Monday, Sep. 29, 1952
Mother Knows Best
One of the best ways to break into show business is to have a single-minded mother. Such a mother was Mrs. Marietta Hawk of Creston, Iowa. When her nine-year-old son Bob won an elocution contest, Mrs. Hawk decided that he was headed for great things. She drilled him in oratory, poetry and dramatic readings and, before he graduated from high school, entered him in 20 state and regional contests. Bob Hawk won 19 of them.
New Idea. Because he suffers from a noticeable limp, Hawk did not share his mother's rosy dreams. He devoted his summers to amateur theatricals, but in college (Oklahoma Southwestern Institute of Technology) he nursed an ambition to be an English teacher. In 1927, on a visit to Chicago, he heard a voice reading poetry over the air, and decided mother had been right all along: "After all, I was the best dramatic reader at Southwestern."

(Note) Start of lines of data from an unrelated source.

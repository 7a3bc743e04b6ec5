//! Authentication primitives.
//!
//! Provides password hashing and identity-token management. Neither touches
//! storage; the account service composes them with the account store.

pub mod jwt;
pub mod password;

use thiserror::Error;

/// Authentication errors.
#[derive(Debug, Error)]
pub enum AuthError {
    /// Password did not match, or the stored hash could not be checked.
    #[error("Invalid credentials")]
    CredentialError,

    /// Any parse, signature, algorithm, issuer or time-window failure.
    #[error("Invalid token")]
    InvalidToken,

    /// Token could not be signed (e.g. missing secret).
    #[error("Token error: {0}")]
    TokenError(String),

    #[error("Internal error: {0}")]
    Internal(String),
}
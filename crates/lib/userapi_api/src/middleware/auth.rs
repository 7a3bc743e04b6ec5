//! Authentication and authorization middleware.
//!
//! `require_auth` must wrap every route that `require_admin` wraps, so the
//! role check always sees an identity established by this request's token.

use axum::{
    extract::{Request, State},
    http::header::AUTHORIZATION,
    middleware::Next,
    response::Response,
};
use userapi_core::models::auth::Identity;

use crate::AppState;
use crate::error::AppError;

/// Key used to store the request identity in request extensions.
#[derive(Debug, Clone)]
pub struct AuthenticatedUser(pub Identity);

/// Extract the token from an `Authorization` value of exactly `Bearer <token>`.
fn bearer_token(header: &str) -> Option<&str> {
    let mut parts = header.split(' ');
    match (parts.next(), parts.next(), parts.next()) {
        (Some("Bearer"), Some(token), None) => Some(token),
        _ => None,
    }
}

/// Axum middleware: verifies `Authorization: Bearer <token>` and injects
/// `AuthenticatedUser` into request extensions. Any failure is a 401.
pub async fn require_auth(
    State(state): State<AppState>,
    mut request: Request,
    next: Next,
) -> Result<Response, AppError> {
    let header = request
        .headers()
        .get(AUTHORIZATION)
        .ok_or_else(|| AppError::Unauthorized("Authorization header required".into()))?;

    let token = header
        .to_str()
        .ok()
        .and_then(bearer_token)
        .ok_or_else(|| AppError::Unauthorized("Invalid authorization header format".into()))?;

    let identity = state
        .service
        .authenticate(token)
        .map_err(|_| AppError::Unauthorized("Invalid token".into()))?;

    request.extensions_mut().insert(AuthenticatedUser(identity));

    Ok(next.run(request).await)
}

/// Axum middleware: requires the identity set by [`require_auth`] to hold the
/// `admin` role.
pub async fn require_admin(request: Request, next: Next) -> Result<Response, AppError> {
    let user = request
        .extensions()
        .get::<AuthenticatedUser>()
        .ok_or_else(|| AppError::Unauthorized("User role not found".into()))?;

    if !user.0.is_admin() {
        return Err(AppError::Forbidden("Admin access required".into()));
    }

    Ok(next.run(request).await)
}
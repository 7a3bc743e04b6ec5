//! Uniform JSON response envelope.
//!
//! Every response body, success or failure, has the shape
//! `{ success, message?, data?, error? }`.

use axum::Json;
use axum::http::StatusCode;
use axum::response::{IntoResponse, Response};
use serde::{Deserialize, Serialize};

#[derive(Debug, Clone, Serialize, Deserialize)]
pub struct Envelope<T> {
    pub success: bool,
    #[serde(default, skip_serializing_if = "Option::is_none")]
    pub message: Option<String>,
    #[serde(default, skip_serializing_if = "Option::is_none")]
    pub data: Option<T>,
    #[serde(default, skip_serializing_if = "Option::is_none")]
    pub error: Option<String>,
}

/// Successful response with an explicit status code.
#[derive(Debug)]
pub struct ApiResponse<T> {
    status: StatusCode,
    body: Envelope<T>,
}

impl<T: Serialize> ApiResponse<T> {
    pub fn ok(data: T) -> Self {
        Self::with_status(StatusCode::OK, data)
    }

    pub fn created(data: T) -> Self {
        Self::with_status(StatusCode::CREATED, data)
    }

    fn with_status(status: StatusCode, data: T) -> Self {
        Self {
            status,
            body: Envelope {
                success: true,
                message: None,
                data: Some(data),
                error: None,
            },
        }
    }
}

impl ApiResponse<()> {
    /// 200 with only a message and no data.
    pub fn message(message: impl Into<String>) -> Self {
        Self {
            status: StatusCode::OK,
            body: Envelope {
                success: true,
                message: Some(message.into()),
                data: None,
                error: None,
            },
        }
    }
}

impl<T: Serialize> IntoResponse for ApiResponse<T> {
    fn into_response(self) -> Response {
        (self.status, Json(self.body)).into_response()
    }
}

/// Failure body: `error` holds the message, `data` optional details.
pub(crate) fn failure<T: Serialize>(status: StatusCode, error: &str, data: Option<T>) -> Response {
    let body = Envelope {
        success: false,
        message: None,
        data,
        error: Some(error.to_string()),
    };
    (status, Json(body)).into_response()
}
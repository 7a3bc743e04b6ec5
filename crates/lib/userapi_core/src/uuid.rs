// Account identifiers are UUIDv7, generated app-side so that they sort by
// creation time alongside `created_at`.

use uuid::Uuid;

/// Generate a new UUIDv7 (timestamp-sortable).
pub fn uuidv7() -> Uuid {
    Uuid::now_v7()
}

/// Parse an account identifier from its textual form.
pub fn parse_id(raw: &str) -> Option<Uuid> {
    Uuid::parse_str(raw).ok()
}
//! API request and response models.
//!
//! Request bodies default missing fields to empty so that every problem is
//! reported by validation, field by field, instead of by the JSON decoder.

use std::borrow::Cow;

use chrono::{DateTime, Utc};
use serde::{Deserialize, Serialize};
use userapi_core::accounts::{AccountPatch, AuthOutcome, SignUp};
use userapi_core::models::account::Account;
use validator::{Validate, ValidateEmail, ValidationError, ValidationErrors};

fn invalid(code: &'static str, message: &'static str) -> ValidationError {
    let mut err = ValidationError::new(code);
    err.message = Some(Cow::Borrowed(message));
    err
}

fn valid_email(value: &str) -> Result<(), ValidationError> {
    if value.is_empty() {
        return Err(invalid("required", "email is required"));
    }
    if !value.validate_email() {
        return Err(invalid("email", "email must be a valid email address"));
    }
    Ok(())
}

/// 3 to 20 ASCII letters or digits.
fn valid_username(value: &str) -> Result<(), ValidationError> {
    let len = value.chars().count();
    if !(3..=20).contains(&len) {
        return Err(invalid(
            "length",
            "username must be between 3 and 20 characters long",
        ));
    }
    if !value.chars().all(|c| c.is_ascii_alphanumeric()) {
        return Err(invalid(
            "alphanumeric",
            "username must contain only alphanumeric characters",
        ));
    }
    Ok(())
}

/// One human-readable message per failing field, ordered by field name.
pub fn validation_messages(errors: &ValidationErrors) -> Vec<String> {
    let mut fields: Vec<_> = errors.field_errors().into_iter().collect();
    fields.sort_by(|a, b| a.0.cmp(&b.0));
    fields
        .into_iter()
        .filter_map(|(field, errs)| {
            errs.first().map(|e| match &e.message {
                Some(message) => message.to_string(),
                None => format!("{field} is invalid"),
            })
        })
        .collect()
}

#[derive(Debug, Clone, Default, Deserialize, Serialize, Validate)]
#[serde(default)]
pub struct SignUpRequest {
    #[validate(custom(function = "valid_email"))]
    pub email: String,

    #[validate(custom(function = "valid_username"))]
    pub username: String,

    #[validate(length(
        min = 8,
        max = 100,
        message = "password must be between 8 and 100 characters long"
    ))]
    pub password: String,

    #[validate(length(
        min = 1,
        max = 50,
        message = "first_name must be between 1 and 50 characters long"
    ))]
    pub first_name: String,

    #[validate(length(
        min = 1,
        max = 50,
        message = "last_name must be between 1 and 50 characters long"
    ))]
    pub last_name: String,
}

impl From<SignUpRequest> for SignUp {
    fn from(req: SignUpRequest) -> Self {
        Self {
            email: req.email,
            username: req.username,
            password: req.password,
            first_name: req.first_name,
            last_name: req.last_name,
        }
    }
}

#[derive(Debug, Clone, Default, Deserialize, Serialize, Validate)]
#[serde(default)]
pub struct SignInRequest {
    #[validate(custom(function = "valid_email"))]
    pub email: String,

    #[validate(length(min = 1, message = "password is required"))]
    pub password: String,
}

/// Partial profile update. Email and password are not updatable here.
#[derive(Debug, Clone, Default, Deserialize, Serialize, Validate)]
#[serde(default)]
pub struct UpdateUserRequest {
    #[serde(skip_serializing_if = "Option::is_none")]
    #[validate(length(
        min = 1,
        max = 50,
        message = "first_name must be between 1 and 50 characters long"
    ))]
    pub first_name: Option<String>,

    #[serde(skip_serializing_if = "Option::is_none")]
    #[validate(length(
        min = 1,
        max = 50,
        message = "last_name must be between 1 and 50 characters long"
    ))]
    pub last_name: Option<String>,

    #[serde(skip_serializing_if = "Option::is_none")]
    #[validate(custom(function = "valid_username"))]
    pub username: Option<String>,
}

impl From<UpdateUserRequest> for AccountPatch {
    fn from(req: UpdateUserRequest) -> Self {
        Self {
            first_name: req.first_name,
            last_name: req.last_name,
            username: req.username,
        }
    }
}

/// Public view of an account. Never includes the password hash.
#[derive(Debug, Clone, PartialEq, Eq, Serialize, Deserialize)]
pub struct UserResponse {
    pub id: String,
    pub email: String,
    pub username: String,
    pub first_name: String,
    pub last_name: String,
    pub is_active: bool,
    pub role: String,
    pub created_at: DateTime<Utc>,
    pub updated_at: DateTime<Utc>,
}

impl From<Account> for UserResponse {
    fn from(a: Account) -> Self {
        Self {
            id: a.id.to_string(),
            email: a.email,
            username: a.username,
            first_name: a.first_name,
            last_name: a.last_name,
            is_active: a.is_active,
            role: a.role.to_string(),
            created_at: a.created_at,
            updated_at: a.updated_at,
        }
    }
}

#[derive(Debug, Clone, Serialize, Deserialize)]
pub struct AuthResponse {
    pub token: String,
    pub user: UserResponse,
}

impl From<AuthOutcome> for AuthResponse {
    fn from(out: AuthOutcome) -> Self {
        Self {
            token: out.token,
            user: out.account.into(),
        }
    }
}

#[derive(Debug, Clone, Serialize, Deserialize)]
pub struct UserListResponse {
    pub users: Vec<UserResponse>,
    pub limit: i64,
    pub offset: i64,
    pub total: i64,
}

/// Raw pagination query. Unparseable values fall back to the defaults.
#[derive(Debug, Clone, Default, Deserialize)]
pub struct ListUsersQuery {
    pub limit: Option<String>,
    pub offset: Option<String>,
}

impl ListUsersQuery {
    fn parse(raw: Option<&str>) -> i64 {
        raw.and_then(|v| v.trim().parse().ok()).unwrap_or(0)
    }

    pub fn limit(&self) -> i64 {
        Self::parse(self.limit.as_deref())
    }

    pub fn offset(&self) -> i64 {
        Self::parse(self.offset.as_deref())
    }
}

#[derive(Debug, Clone, Serialize, Deserialize)]
pub struct HealthResponse {
    pub status: Cow<'static, str>,
    pub timestamp: i64,
}
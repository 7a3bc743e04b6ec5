//! Account domain models.
//!
//! These are internal domain models, distinct from the API response models
//! (which never carry the password hash).

use std::fmt;
use std::str::FromStr;

use chrono::{DateTime, Utc};
use serde::{Deserialize, Serialize};
use uuid::Uuid;

/// Coarse authorization tier.
#[derive(Debug, Clone, Copy, PartialEq, Eq, Hash, Serialize, Deserialize)]
#[serde(rename_all = "lowercase")]
pub enum Role {
    User,
    Admin,
}

impl Role {
    pub const USER: &'static str = "user";
    pub const ADMIN: &'static str = "admin";

    pub fn as_str(&self) -> &'static str {
        match self {
            Role::User => Self::USER,
            Role::Admin => Self::ADMIN,
        }
    }
}

impl fmt::Display for Role {
    fn fmt(&self, f: &mut fmt::Formatter<'_>) -> fmt::Result {
        f.write_str(self.as_str())
    }
}

/// Error returned when a stored role string is not one of the known roles.
#[derive(Debug, Clone, PartialEq, Eq, thiserror::Error)]
#[error("unknown role: {0}")]
pub struct UnknownRole(pub String);

impl FromStr for Role {
    type Err = UnknownRole;

    fn from_str(s: &str) -> Result<Self, Self::Err> {
        match s {
            Self::USER => Ok(Role::User),
            Self::ADMIN => Ok(Role::Admin),
            other => Err(UnknownRole(other.to_string())),
        }
    }
}

/// A persisted account record.
#[derive(Debug, Clone, PartialEq, Eq)]
pub struct Account {
    pub id: Uuid,
    pub email: String,
    pub username: String,
    pub password_hash: String,
    pub first_name: String,
    pub last_name: String,
    pub is_active: bool,
    pub role: Role,
    pub created_at: DateTime<Utc>,
    pub updated_at: DateTime<Utc>,
}

/// Fields supplied when inserting a new account.
///
/// The store assigns the id and both timestamps.
#[derive(Debug, Clone)]
pub struct NewAccount {
    pub email: String,
    pub username: String,
    pub password_hash: String,
    pub first_name: String,
    pub last_name: String,
    pub is_active: bool,
    pub role: Role,
}

impl NewAccount {
    /// Materialise the record the store will persist.
    pub fn into_account(self, id: Uuid, now: DateTime<Utc>) -> Account {
        Account {
            id,
            email: self.email,
            username: self.username,
            password_hash: self.password_hash,
            first_name: self.first_name,
            last_name: self.last_name,
            is_active: self.is_active,
            role: self.role,
            created_at: now,
            updated_at: now,
        }
    }
}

Hawk got an announcing job on a Monday morning, and by Friday he was fired. At that time Chicago was the nation's radio capital, and had 22 broadcasting stations. Bob Hawk, a man with a new ambition, began to make the rounds. He recalls : "It was like a big wheel. You'd get fired from one station and go to the next, get fired, and then move on around. I was fired from more stations than there are in Chicago right now." Between jobs he jerked sodas, carried mail, sold pianos, told jokes in a nightclub owned by Al Capone. On the air, Hawk was the first to broadcast a polo game, a wrestling match and a miniature golf tournament. He claims to have been the first real disk jockey in 1932, when he began cracking jokes between records: "It was real corn, but the people loved it."
Bob Hawk made his national reputation during the 20 months that he starred on Take It or Leave It ("Now you've won one dollar; do you want to try for two?"), and thinks it won its top rating because it was "just a crap game on the air." In 1942 he signed with Camel cigarettes and has been with Camels ever since--one of the longest tours of duty any performer has had with the same sponsor. At the end of the war, Bob had an idea for a replacement for his popular Thanks to the Yanks show: "I wanted a show that would give prominence to the sponsor's name, and one night it came to me. I thought of Camel and I spelled it backward: Lemac. That was the gimmick. 'Is there a Lemac in the house?' I shot out of bed. I knew I had it."
Third Party. For such ideas, for his jokes (he estimates he has 25,000 stored in his head), and his mellow voice, Camel has paid Hawk approximately $2,000,000 over the past ten years. Bob says he is always careful to treat contestants on the Bob Hawk Show (Mon. 10 p.m., CBS), broadcast from Hollywood, with "real consideration. We never let contestants think we are laughing at them. We always pick out a third party, like a husband, and laugh about him."
This week, as 44-year-old Hawk moves into his 25th year on radio, he behaves like a man who has never heard of the threat of television. With his program consistently rated in the top twelve radio shows, with a new wife (his first), a new house on Hollywood's Sunset Boulevard, a Cadillac, and two years yet to run on his Camel contract, Hawk asks: "Why should I bat my brains out in TV when radio is paying so well?" He puts his $300,000 a year into the Hawk Radio Co., which he shares with only one partner--his mother.